--- Exercise objective ---
A complete and exact copy of the entries below is the expected result.

Start of Block

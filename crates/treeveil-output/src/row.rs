#![deny(unsafe_code)]

//! Shared row rendering for both sinks.

use treeveil_model::{DateParts, ObfuscatedRecord};

/// One output cell in sink-neutral form.
///
/// Derived calendar fields stay numeric so the workbook sink can write
/// real numbers; the CSV sink renders them as plain digits.
#[derive(Debug, Clone, PartialEq)]
pub enum SinkCell {
    Blank,
    Text(String),
    Number(i64),
}

impl SinkCell {
    fn optional_text(value: &Option<String>) -> Self {
        match value {
            Some(text) => Self::Text(text.clone()),
            None => Self::Blank,
        }
    }

    fn optional_number(value: Option<i64>) -> Self {
        match value {
            Some(number) => Self::Number(number),
            None => Self::Blank,
        }
    }

    /// CSV rendering; blanks become empty fields.
    pub fn render(&self) -> String {
        match self {
            Self::Blank => String::new(),
            Self::Text(text) => text.clone(),
            Self::Number(number) => number.to_string(),
        }
    }
}

/// Renders one record in [`treeveil_model::columns::OUTPUT`] order.
pub fn record_cells(record: &ObfuscatedRecord) -> Vec<SinkCell> {
    let mut cells = vec![
        SinkCell::Text(record.id.clone()),
        SinkCell::Text(record.last_name.clone()),
        SinkCell::optional_text(&record.father_id),
        SinkCell::optional_text(&record.mother_id),
        SinkCell::optional_text(&record.webpage),
        SinkCell::optional_text(&record.email),
        SinkCell::Text(record.gender.as_str().to_string()),
        SinkCell::Text(record.status.as_str().to_string()),
    ];
    cells.extend(date_cells(&record.birth));
    cells.extend(date_cells(&record.death));
    cells
}

fn date_cells(parts: &DateParts) -> [SinkCell; 3] {
    [
        SinkCell::optional_number(parts.year.map(i64::from)),
        SinkCell::optional_text(&parts.month),
        SinkCell::optional_number(parts.day.map(i64::from)),
    ]
}
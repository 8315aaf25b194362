//! Column vocabulary of the family-tree table.
//!
//! Input columns are matched case-insensitively after whitespace
//! normalization, so the constants here are the canonical spellings.

/// Unique record key. Required.
pub const ID: &str = "ID";
/// Surname. Required.
pub const LAST_NAME: &str = "last name";
/// Numeric gender code (1 = female).
pub const GENDER: &str = "gender";
/// Numeric living flag (1 = living, blank = unknown).
pub const IS_LIVING: &str = "is living?";
/// Composite date string, `day/month/year` with optional leading parts.
pub const DATE_OF_BIRTH: &str = "date of birth";
pub const DATE_OF_DEATH: &str = "date of death";
/// Reference to another record's [`ID`].
pub const FATHER_ID: &str = "father's ID";
pub const MOTHER_ID: &str = "mother's ID";
pub const WEBPAGE: &str = "webpage";
pub const EMAIL: &str = "email";

/// Recoded living status in the obfuscated output.
pub const STATUS: &str = "status";
pub const YEAR_OF_BIRTH: &str = "year of birth";
pub const MONTH_OF_BIRTH: &str = "month of birth";
pub const DAY_OF_BIRTH: &str = "day of birth";
pub const YEAR_OF_DEATH: &str = "year of death";
pub const MONTH_OF_DEATH: &str = "month of death";
pub const DAY_OF_DEATH: &str = "day of death";

/// Input columns that carry free text or no derived value and are removed
/// outright. Anything not listed here and not recognized above is dropped
/// too, since an unknown column may hold identifying text.
pub const DISCARDED: &[&str] = &[
    "prefix",
    "suffix",
    "first name",
    "other names",
    "schools",
    "work places",
    "places of living",
    "general",
];

/// Header of the obfuscated output, in sink order.
pub const OUTPUT: &[&str] = &[
    ID,
    LAST_NAME,
    FATHER_ID,
    MOTHER_ID,
    WEBPAGE,
    EMAIL,
    GENDER,
    STATUS,
    YEAR_OF_BIRTH,
    MONTH_OF_BIRTH,
    DAY_OF_BIRTH,
    YEAR_OF_DEATH,
    MONTH_OF_DEATH,
    DAY_OF_DEATH,
];

#[cfg(test)]
mod tests {
    use super::*;

    #[test]
    fn output_header_excludes_source_only_columns() {
        for dropped in [IS_LIVING, DATE_OF_BIRTH, DATE_OF_DEATH] {
            assert!(!OUTPUT.contains(&dropped), "{dropped} must not be emitted");
        }
        for dropped in DISCARDED {
            assert!(!OUTPUT.contains(dropped), "{dropped} must not be emitted");
        }
    }

    #[test]
    fn output_header_has_no_duplicates() {
        let mut seen = std::collections::BTreeSet::new();
        for column in OUTPUT {
            assert!(seen.insert(column), "duplicate output column {column}");
        }
    }
}
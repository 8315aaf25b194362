#![deny(unsafe_code)]

use std::path::PathBuf;

use thiserror::Error;

#[derive(Debug, Error)]
pub enum OutputError {
    #[error("unsupported output extension for {path} (expected .csv, .xls or .xlsx)")]
    UnsupportedFormat { path: PathBuf },

    #[error("failed to write CSV {path}: {source}")]
    Csv {
        path: PathBuf,
        #[source]
        source: csv::Error,
    },

    #[error("failed to write workbook {path}: {source}")]
    Workbook {
        path: PathBuf,
        #[source]
        source: rust_xlsxwriter::XlsxError,
    },
}

pub type Result<T> = std::result::Result<T, OutputError>;
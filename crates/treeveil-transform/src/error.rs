#![deny(unsafe_code)]

use thiserror::Error;

/// A malformed component inside one date cell.
///
/// Carries only the offending component; [`TransformError`] adds the record
/// and column context.
#[derive(Debug, Clone, PartialEq, Eq, Error)]
pub enum DateError {
    #[error("year component {component:?} is not a number")]
    InvalidYear { component: String },

    #[error("month component {component:?} is not a number")]
    InvalidMonth { component: String },

    #[error("month {month} is out of range (expected 1-12)")]
    MonthOutOfRange { month: u32 },

    #[error("day component {component:?} is not a number")]
    InvalidDay { component: String },
}

#[derive(Debug, Error)]
pub enum TransformError {
    #[error("record {record_id}: malformed {column} {value:?}: {source}")]
    Date {
        record_id: String,
        column: &'static str,
        value: String,
        #[source]
        source: DateError,
    },
}

pub type Result<T> = std::result::Result<T, TransformError>;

End of Block

--- Response ---
filename crates/treeveil-output/src/row.rs
#![deny(unsafe_code)]

//! Shared row rendering for both sinks.

use treeveil_model::{DateParts, ObfuscatedRecord};

/// One output cell in sink-neutral form.
///
/// Derived calendar fields stay numeric so the workbook sink can write
/// real numbers; the CSV sink renders them as plain digits.
#[derive(Debug, Clone, PartialEq)]
pub enum SinkCell {
    Blank,
    Text(String),
    Number(i64),
}

impl SinkCell {
    fn optional_text(value: &Option<String>) -> Self {
        match value {
            Some(text) => Self::Text(text.clone()),
            None => Self::Blank,
        }
    }

    fn optional_number(value: Option<i64>) -> Self {
        match value {
            Some(number) => Self::Number(number),
            None => Self::Blank,
        }
    }

    /// CSV rendering; blanks become empty fields.
    pub fn render(&self) -> String {
        match self {
            Self::Blank => String::new(),
            Self::Text(text) => text.clone(),
            Self::Number(number) => number.to_string(),
        }
    }
}

/// Renders one record in [`treeveil_model::columns::OUTPUT`] order.
pub fn record_cells(record: &ObfuscatedRecord) -> Vec<SinkCell> {
    let mut cells = vec![
        SinkCell::Text(record.id.clone()),
        SinkCell::Text(record.last_name.clone()),
        SinkCell::optional_text(&record.father_id),
        SinkCell::optional_text(&record.mother_id),
        SinkCell::optional_text(&record.webpage),
        SinkCell::optional_text(&record.email),
        SinkCell::Text(record.gender.as_str().to_string()),
        SinkCell::Text(record.status.as_str().to_string()),
    ];
    cells.extend(date_cells(&record.birth));
    cells.extend(date_cells(&record.death));
    cells
}

fn date_cells(parts: &DateParts) -> [SinkCell; 3] {
    [
        SinkCell::optional_number(parts.year.map(i64::from)),
        SinkCell::optional_text(&parts.month),
        SinkCell::optional_number(parts.day.map(i64::from)),
    ]
}
repository 8315aaf25b194362
//! Column vocabulary of the family-tree table.
//!
//! Input columns are matched case-insensitively after whitespace
//! normalization, so the constants here are the canonical spellings.

/// Unique record key. Required.
pub const ID: &str = "ID";
/// Surname. Required.
pub const LAST_NAME: &str = "last name";
/// Numeric gender code (1 = female).
pub const GENDER: &str = "gender";
/// Numeric living flag (1 = living, blank = unknown).
pub const IS_LIVING: &str = "is living?";
/// Composite date string, `day/month/year` with optional leading parts.
pub const DATE_OF_BIRTH: &str = "date of birth";
pub const DATE_OF_DEATH: &str = "date of death";
/// Reference to another record's [`ID`].
pub const FATHER_ID: &str = "father's ID";
pub const MOTHER_ID: &str = "mother's ID";
pub const WEBPAGE: &str = "webpage";
pub const EMAIL: &str = "email";

/// Recoded living status in the obfuscated output.
pub const STATUS: &str = "status";
pub const YEAR_OF_BIRTH: &str = "year of birth";
pub const MONTH_OF_BIRTH: &str = "month of birth";
pub const DAY_OF_BIRTH: &str = "day of birth";
pub const YEAR_OF_DEATH: &str = "year of death";
pub const MONTH_OF_DEATH: &str = "month of death";
pub const DAY_OF_DEATH: &str = "day of death";

/// Input columns that carry free text or no derived value and are removed
/// outright. Anything not listed here and not recognized above is dropped
/// too, since an unknown column may hold identifying text.
pub const DISCARDED: &[&str] = &[
    "prefix",
    "suffix",
    "first name",
    "other names",
    "schools",
    "work places",
    "places of living",
    "general",
];

/// Header of the obfuscated output, in sink order.
pub const OUTPUT: &[&str] = &[
    ID,
    LAST_NAME,
    FATHER_ID,
    MOTHER_ID,
    WEBPAGE,
    EMAIL,
    GENDER,
    STATUS,
    YEAR_OF_BIRTH,
    MONTH_OF_BIRTH,
    DAY_OF_BIRTH,
    YEAR_OF_DEATH,
    MONTH_OF_DEATH,
    DAY_OF_DEATH,
];

#[cfg(test)]
mod tests {
    use super::*;

    #[test]
    fn output_header_excludes_source_only_columns() {
        for dropped in [IS_LIVING, DATE_OF_BIRTH, DATE_OF_DEATH] {
            assert!(!OUTPUT.contains(&dropped), "{dropped} must not be emitted");
        }
        for dropped in DISCARDED {
            assert!(!OUTPUT.contains(dropped), "{dropped} must not be emitted");
        }
    }

    #[test]
    fn output_header_has_no_duplicates() {
        let mut seen = std::collections::BTreeSet::new();
        for column in OUTPUT {
            assert!(seen.insert(column), "duplicate output column {column}");
        }
    }
}
repository 8315aaf25b194362
#![deny(unsafe_code)]

use std::path::PathBuf;

use thiserror::Error;

#[derive(Debug, Error)]
pub enum OutputError {
    #[error("unsupported output extension for {path} (expected .csv, .xls or .xlsx)")]
    UnsupportedFormat { path: PathBuf },

    #[error("failed to write CSV {path}: {source}")]
    Csv {
        path: PathBuf,
        #[source]
        source: csv::Error,
    },

    #[error("failed to write workbook {path}: {source}")]
    Workbook {
        path: PathBuf,
        #[source]
        source: rust_xlsxwriter::XlsxError,
    },
}

pub type Result<T> = std::result::Result<T, OutputError>;
filename crates/treeveil-transform/src/error.rs
#![deny(unsafe_code)]

use thiserror::Error;

/// A malformed component inside one date cell.
///
/// Carries only the offending component; [`TransformError`] adds the record
/// and column context.
#[derive(Debug, Clone, PartialEq, Eq, Error)]
pub enum DateError {
    #[error("year component {component:?} is not a number")]
    InvalidYear { component: String },

    #[error("month component {component:?} is not a number")]
    InvalidMonth { component: String },

    #[error("month {month} is out of range (expected 1-12)")]
    MonthOutOfRange { month: u32 },

    #[error("day component {component:?} is not a number")]
    InvalidDay { component: String },
}

#[derive(Debug, Error)]
pub enum TransformError {
    #[error("record {record_id}: malformed {column} {value:?}: {source}")]
    Date {
        record_id: String,
        column: &'static str,
        value: String,
        #[source]
        source: DateError,
    },
}

pub type Result<T> = std::result::Result<T, TransformError>;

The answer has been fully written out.